The Statute defines as a deposit any money held in contemplation of a future obligation on the part of the tenant as in HA 2004 s212(8). It cannot be argued that he has already discharged the obligation for future month’s rent payments (and therefore defeat the Statute definition) unless it is a tenancy where the rent is payable 6 monthly and we know where that leads us. The rent has not yet fallen due for months 2 – 5 so how can the tenant have discharged a liability that has not yet lawfully arisen?
I agree with what you describe as ridiculous especially as you would have to issue a revised PIN every month too!!
But that in practice is not what happens. The normal deposit only is protected and the advance rental payment is prevented from being defined as a deposit (which is how it would otherwise be defined and would thus need protecting) by the special wording that amends the tenancy agreement.
Inconvenient though it is (and how often is the Law inconvenient?!) I just don’t see there can really be any doubt that this is what the Law is deliberately saying. The point is, this extra money up front:-
1. When is it paid?
2. Why is it paid?
Answers:-
(1) Before the tenancy commences or at that point
(2) To protect the Landlord in case the tenant does not pay say in month 4 – so the Landlord
holds the money in advance ready to discharge that tenant obligation
So the rent in advance monies are clearly caught in the net of the deposit definition in the 2004 Act – and deliberately so to avoid contrivances such as simply calling it “rent”.
I cannot accept the suggestion being put forward by DDG. You cannot say arbitrarily that 6 months rent in advance constitutes a deposit. This money is not being taken as security. It is rent paid in advance. If your argument was correct then any advance rent payment would be a deposit. There is only one reported case on this issue in the County Court. There is was held that each case had to be considered on its facts. The judge held that a payment of the first and last month rent at the start with the remainder of the monthly payments paid as normal meant that the last month’s rent was a deposit.

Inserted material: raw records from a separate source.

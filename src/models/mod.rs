mod chromosome;
mod crossover;
mod description;
mod gene;
mod history;
mod mode;
mod modularity;
mod mutagen;
mod objective;
mod report;
mod selector;
mod settings;
mod succession;
mod topology;

#[cfg(test)]
pub(crate) mod fixtures;

pub use chromosome::Chromosome;
pub use crossover::{Crossover, CrossoverChance, ProbabilityOutOfRangeError};
pub use description::{
    DemandDescription, LinkDescription, ModuleOption, NodeDescription, TopologyDescription,
};
pub use gene::Gene;
pub use history::History;
pub use mode::{ParseModeError, RoutingMode};
pub use modularity::{Modularity, ModularityOutOfRange};
pub use mutagen::{MUTATION_WEIGHT_RANGE, MutationRate, MutationRateOutOfRange};
pub use objective::{CostBreakdown, SHORTFALL_PENALTY};
pub use report::{DemandPlan, DemandRouting, LinkPlan, PathFlow, Report, Solution};
pub use selector::{SelectionError, Selector};
pub use settings::{Settings, SettingsError};
pub use succession::Succession;
pub use topology::{
    Demand, DemandId, Link, LinkId, Node, Path, Topology, TopologyBuilder, TopologyError,
};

The rent has fallen due for the first six months if the tenancy agreement states that the rent is payable 6 monthly in advance. The Courts are quite willing to accept that the payment periods and tenancy periods do not necessarily match. It is only in Church Commissioners that this was altered.
Thank you David.
I don’t think I am “arbitrarily” calling it a deposit. I am looking at the definition of the word deposit (for the purposes of HA04) and trying to ask if the reason I have taken the six months up front (rent due monthly and tenant with no references) is “as security for—
(a) the performance of any obligations of the tenant”.
Surely if I cannot trust the tenant to pay the rent and so I insist that it is all paid up front (when it is only due monthly during the term) “to make sure I get paid”, it is going to be hard to avoid it falling into the intentionally wide definition of a deposit?
Clearly it is all different if I agree the rent for the 6 months are due the day of move in , with associated potential notice problems.
So what about an escrow service?
If we already have a trustworthy system to hold the deposit for the security of the tenant – then surely those same bodies could hold the tenant’s money for the security of the landlord…
It’s a recognised practise in the construction industry / for purchasing online, particularly digital assets such as domain names.
ie: the tenant pays a deposit, which is rightly secured / insured by a 3rd party. They then pay the LL the 1st month’s rent, and 5 months rent to the escrow service – which then release it monthly to the LL, unless requested to stop by the tenant…
As an example of what it might cost Escrow.com charges under 1% on larger amounts – and the 3rd party would have the benefit of the funds for a long period too.
Surely, it could do away with the need for a guarantor, IF the tenant has the funds available.
Could be – what does anyone else think?